Un commerce singulier

Des aides publiques importantes permettent de passer le cap de la reprise ou de l’ouverture d’une librairie en France, mais après, les deux premières années s’avèrent souvent très difficiles pour le porte-monnaie. Selon une autre étude d’Axiales, dressant le bilan des créations de librairies entre 2019 et 2023, seuls 40 % des libraires ayant ouvert avant 2022 touchent plus d’un SMIC.

Les librairies sont l’un des rares commerces qui pratique un retour de la marchandise non vendue. Les nouveautés sont exposées ou mises en rayon pendant plusieurs mois avant d’être renvoyées à l’éditeur si elles n’ont pas été achetées. Ce système permet de donner une chance aux livres de s’imposer dans la durée. Le renvoi de ces ouvrages à l’éditeur, qui concerne moins d’un livre sur cinq, coûte toutefois cher au libraire.
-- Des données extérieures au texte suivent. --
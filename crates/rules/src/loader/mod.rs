//! Definition document loader.
//!
//! Reads JSON or YAML (chosen by file extension) definition documents. The
//! document is first parsed into an untyped value, then each section
//! (`patterns`, `rules`, `plans`) is deserialized on its own, so a
//! malformed section falls back to the built-in defaults without discarding
//! the sections that did parse. Nothing here is fatal: every failure is
//! logged and reported in the returned [`LoadResult`]s.

mod error;


pub use error::{DefinitionError, LoadResult, LoadStatus, Result};

use std::fs;
use std::path::Path;

use serde::de::DeserializeOwned;
use tracing::{info, warn};

use crate::defaults;
use crate::definition::{DefinitionSet, FeatureDefinition};
use crate::features::has_usable_feature;
use crate::lint::lint_definitions;

const PATTERN_KEYS: &[&str] = &["patterns", "Patterns"];
const RULE_KEYS: &[&str] = &["rules", "Rules", "recommendationRules", "RecommendationRules"];
const PLAN_KEYS: &[&str] = &["plans", "Plans", "actionMap", "ActionMap"];

/// Parse a document from disk into any deserializable type.
///
/// `.yml` / `.yaml` files are read as YAML, everything else as JSON.
pub fn read_document<T: DeserializeOwned>(path: &Path) -> Result<T> {
    let contents = fs::read_to_string(path)?;
    parse_document(&contents, is_yaml(path))
}

pub(crate) fn parse_document<T: DeserializeOwned>(contents: &str, yaml: bool) -> Result<T> {
    if contents.trim().is_empty() {
        return Err(DefinitionError::Invalid("document is empty".to_string()));
    }
    if yaml {
        Ok(serde_yaml::from_str(contents)?)
    } else {
        // Tolerate a UTF-8 byte order mark from Windows editors.
        Ok(serde_json::from_str(contents.trim_start_matches('\u{feff}'))?)
    }
}

fn is_yaml(path: &Path) -> bool {
    path.extension()
        .and_then(|e| e.to_str())
        .map(|e| e.eq_ignore_ascii_case("yml") || e.eq_ignore_ascii_case("yaml"))
        .unwrap_or(false)
}

/// Load the definitions document at `path`, falling back to built-in
/// defaults per section. `None` uses the defaults outright.
pub fn load_definitions(path: Option<&Path>) -> (DefinitionSet, Vec<LoadResult>) {
    let Some(path) = path else {
        let results = ["patterns", "rules", "plans"]
            .into_iter()
            .map(|section| LoadResult {
                path: None,
                section,
                status: LoadStatus::Skipped {
                    reason: "no definitions document configured".to_string(),
                },
            })
            .collect();
        return (defaults::definition_set(), results);
    };

    let document: serde_json::Value = match read_document(path) {
        Ok(doc) => doc,
        Err(e) => {
            warn!(path = %path.display(), error = %e, "failed to read definitions, using built-in defaults");
            let results = ["patterns", "rules", "plans"]
                .into_iter()
                .map(|section| LoadResult {
                    path: Some(path.to_path_buf()),
                    section,
                    status: LoadStatus::Failed { error: e.to_string() },
                })
                .collect();
            return (defaults::definition_set(), results);
        }
    };

    let (set, results) = definitions_from_value(&document, Some(path));
    let lint = lint_definitions(&set);
    for issue in &lint.errors {
        warn!(path = %issue.path, message = %issue.message, suggestion = ?issue.suggestion, "definition error");
    }
    for issue in &lint.warnings {
        warn!(path = %issue.path, message = %issue.message, "definition warning");
    }
    (set, results)
}

/// Split an already-parsed document into sections.
pub fn definitions_from_value(
    document: &serde_json::Value,
    path: Option<&Path>,
) -> (DefinitionSet, Vec<LoadResult>) {
    let mut results = Vec::with_capacity(3);

    let (patterns, r) = load_section(document, "patterns", PATTERN_KEYS, path, defaults::patterns, |v: &Vec<_>| v.len());
    results.push(r);
    let (rules, r) = load_section(document, "rules", RULE_KEYS, path, defaults::rules, |v: &Vec<_>| v.len());
    results.push(r);
    let (plans, r) = load_section(document, "plans", PLAN_KEYS, path, defaults::plans, |m: &indexmap::IndexMap<_, _>| m.len());
    results.push(r);

    (DefinitionSet { patterns, rules, plans }, results)
}

fn load_section<T, D, C>(
    document: &serde_json::Value,
    section: &'static str,
    keys: &[&str],
    path: Option<&Path>,
    default: D,
    count: C,
) -> (T, LoadResult)
where
    T: DeserializeOwned,
    D: FnOnce() -> T,
    C: FnOnce(&T) -> usize,
{
    let path_buf = path.map(Path::to_path_buf);
    let shown = path
        .map(|p| p.display().to_string())
        .unwrap_or_else(|| "(inline)".to_string());

    let Some(raw) = keys.iter().find_map(|k| document.get(*k)) else {
        warn!(path = %shown, section, "section missing, using built-in defaults");
        return (
            default(),
            LoadResult {
                path: path_buf,
                section,
                status: LoadStatus::Skipped {
                    reason: "section missing".to_string(),
                },
            },
        );
    };

    match serde_json::from_value::<T>(raw.clone()) {
        Ok(value) => {
            let n = count(&value);
            info!(path = %shown, section, count = n, "loaded definitions");
            (
                value,
                LoadResult {
                    path: path_buf,
                    section,
                    status: LoadStatus::Loaded { count: n },
                },
            )
        }
        Err(e) => {
            warn!(path = %shown, section, error = %e, "malformed section, using built-in defaults");
            (
                default(),
                LoadResult {
                    path: path_buf,
                    section,
                    status: LoadStatus::Failed { error: e.to_string() },
                },
            )
        }
    }
}

/// Load a feature definition. Returns None (built-in features) when the
/// file cannot be read, is not an object, or declares no usable feature,
/// with a logged warning.
pub fn load_feature_definition(path: &Path) -> Option<FeatureDefinition> {
    let parsed = read_document::<serde_json::Value>(path).and_then(|document| {
        if !document.is_object() {
            return Err(DefinitionError::Invalid(
                "feature definition must be an object".to_string(),
            ));
        }
        Ok(serde_json::from_value::<FeatureDefinition>(document)?)
    });
    match parsed {
        Ok(def) if has_usable_feature(&def) => {
            info!(
                path = %path.display(),
                text = def.text_properties.len(),
                numeric = def.numerical_properties.len(),
                datetime = def.date_time_properties.len(),
                "loaded feature definition"
            );
            Some(def)
        }
        Ok(_) => {
            warn!(path = %path.display(), "feature definition declares no usable features, using built-in features");
            None
        }
        Err(e) => {
            warn!(path = %path.display(), error = %e, "failed to read feature definition, using built-in features");
            None
        }
    }
}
Les 3500 librairies indépendantes représentent un peu plus de 38 % des ventes de livres dans l’Hexagone, le reste étant assuré par les grandes surfaces culturelles (Fnac, Cultura, Leclerc…), les gros opérateurs de ventes en ligne (Amazon, Apple…) et les grandes surfaces alimentaires (Carrefour, Auchan, Système U…). Un chiffre en trompe l’oeil puisque ce pourcentage peut atteindre entre 60 et 90 % des ventes en librairie pour certains types d’ouvrages, comme les sciences humaines, la littérature étrangère, la poésie ou le théâtre.

Une situation périlleuse

La concurrence avec les autres vendeurs de livres s’avère particulièrement violente. Le coeur du sujet concerne la remise accordée par les éditeurs aux libraires, ce qui reste dans leur poche après la vente d’un livre. Selon Guillaume Husson, délégué général du Syndicat de la librairie française, « Leclerc, Amazon, la Fnac et Cultura bénéficient des remises qui vont de 40 à 46 % , un seuil bien plus élevé que pour les grosses libraires ». Les petits libraires eux, subissent une double peine, puisqu’ils touchent encore moins que leurs confrères bien installés.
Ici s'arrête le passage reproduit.